The logo is also meant to look young, fun, and unthreatening (read: “I’m not like other massive tech corporations, I’m a cool massive tech corporation.”) This was a prescient move — since Google unveiled this design in 2015, concerns about data privacy have reached a fever pitch.
A Dynamic Logo
Google’s logo is also now dynamic. When you begin a voice search on your phone or tablet, you’ll see the Google dots bouncing in anticipation of your query.
As you speak, those dots transform into an equalizer that responds to your voice. And once you’ve finished talking, the equalizer morphs back into dots that ripple as Google finds your results.
“A full range of expressions were developed including listening, thinking, replying, incomprehension, and confirmation,” explained While their movements might seem spontaneous, their motion is rooted in consistent paths and timing, with the dots moving along geometric arcs and following a standard set of snappy easing curves.
What’s a Google Doodle?
A Google Doodle is a short-term modification of the traditional Google logo. They’re usually used to commemorate holidays, special occasions, and birthdays of scientists, thinkers, artists, and other important people.
The first Google Doodle originated in 1998 — before the company was technically even a company. Page and Sergey were attending the Burning Man festival. As a kind of “out of office” message, they put a stick figure drawing behind the logo’s second O.
In 2000, Brin and Sergey asked then-intern Dennis Hwang to come up with a doodle for Bastille Day. Users loved it so much that they appointed Dennis “chief doodler.”

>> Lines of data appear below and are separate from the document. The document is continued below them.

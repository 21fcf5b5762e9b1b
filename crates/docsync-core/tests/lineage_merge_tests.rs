use docsync_core::lineage::{merge, ForeignKey, LineageGraph, ModelDependencies, NodeStyle};
use proptest::prelude::*;

#[test]
fn test_physical_and_logical_lineage_unify() {
    let foreign_keys = vec![
        ForeignKey::new("orders", "customers"),
        ForeignKey::new("payments", "orders"),
    ];
    let models = vec![
        ModelDependencies::new("stg_customers", ["raw.customers"]),
        ModelDependencies::new("customers", ["stg_customers", "stg_orders"]),
    ];

    let graph = merge(&foreign_keys, &models);

    assert_eq!(graph.style_of("customers"), Some(NodeStyle::Model));
    assert_eq!(graph.style_of("payments"), Some(NodeStyle::Table));
    assert_eq!(graph.style_of("raw.customers"), Some(NodeStyle::Source));
    assert_eq!(graph.style_of("stg_orders"), Some(NodeStyle::Model));
    assert_eq!(graph.edge_count(), 5);

    let text = graph.to_diagram_text();
    assert!(text.contains(r#"    customers["customers"]"#));
    assert!(text.contains(r#"    payments -- "FK" --> orders"#));
    assert!(text.contains("    stg_customers --> customers"));
}

#[test]
fn test_diagram_and_object_agree() {
    let graph = merge(
        &[ForeignKey::new("a", "b"), ForeignKey::new("a", "b")],
        &[ModelDependencies::new("c", ["a", "src.a"])],
    );
    let object = graph.to_graph_object();

    assert_eq!(object.nodes.len(), graph.node_count());
    assert_eq!(object.edges.len(), graph.edge_count());
    for node in &object.nodes {
        assert!(graph.to_diagram_text().contains(&format!("    {}", node.id)));
    }
}

#[derive(Debug, Clone)]
enum Contribution {
    Fk(String, String),
    Model(String, Vec<String>),
}

fn name() -> impl Strategy<Value = String> {
    prop_oneof![
        "[a-d]".prop_map(|s| s),
        "[a-d]".prop_map(|s| format!("raw.{}", s)),
    ]
}

fn contribution() -> impl Strategy<Value = Contribution> {
    prop_oneof![
        (name(), name()).prop_map(|(a, b)| Contribution::Fk(a, b)),
        ("[a-d]", prop::collection::vec(name(), 0..3))
            .prop_map(|(m, deps)| Contribution::Model(m, deps)),
    ]
}

fn build(contributions: &[Contribution]) -> LineageGraph {
    let mut graph = LineageGraph::new();
    for c in contributions {
        match c {
            Contribution::Fk(a, b) => graph.add_foreign_keys(&[ForeignKey::new(a.as_str(), b.as_str())]),
            Contribution::Model(m, deps) => {
                graph.add_models(&[ModelDependencies::new(m.as_str(), deps.iter().cloned())])
            }
        }
    }
    graph
}

proptest! {
    #[test]
    fn prop_merge_is_order_independent(
        contributions in prop::collection::vec(contribution(), 0..12)
    ) {
        let forward = build(&contributions);
        let mut reversed_input = contributions.clone();
        reversed_input.reverse();
        let reversed = build(&reversed_input);

        prop_assert_eq!(forward.to_diagram_text(), reversed.to_diagram_text());
        prop_assert_eq!(forward, reversed);
    }

    #[test]
    fn prop_styles_never_decrease(
        contributions in prop::collection::vec(contribution(), 1..12)
    ) {
        let mut graph = LineageGraph::new();
        for (i, c) in contributions.iter().enumerate() {
            let before: Vec<(String, NodeStyle)> =
                graph.nodes().map(|(id, s)| (id.to_string(), s)).collect();
            graph = {
                let mut next = graph;
                match c {
                    Contribution::Fk(a, b) => next.add_foreign_keys(&[ForeignKey::new(a.as_str(), b.as_str())]),
                    Contribution::Model(m, deps) => {
                        next.add_models(&[ModelDependencies::new(m.as_str(), deps.iter().cloned())])
                    }
                }
                next
            };
            for (id, style) in before {
                let now = graph.style_of(&id);
                prop_assert!(now >= Some(style), "step {}: {} went from {:?} to {:?}", i, id, style, now);
            }
        }
    }
}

The first Doodles tended to mark well-known holidays, like Valentine’s Day, Halloween, and Indian Holi (in India). But as time has gone on, they’ve become more and more global and creative. For example, on September 1 2017 this Doodle celebrated the first day of school (or mourned it, depending on who you ask.)
Google has created more than 2,000 doodles for various homepages around the world.
To decide which events get doodles, a team gets together periodically to brainstorm. Doodle ideas come from other Googlers as well as users. The actual doodles are designed by illustrators and engineers.
To submit an idea for a doodle, email firstname.lastname@example.org.
There’s more that meets the eye to Google’s logo. As people and technology evolve, the design has too. At the rate things are changing, we’ll probably see a new version in a few years.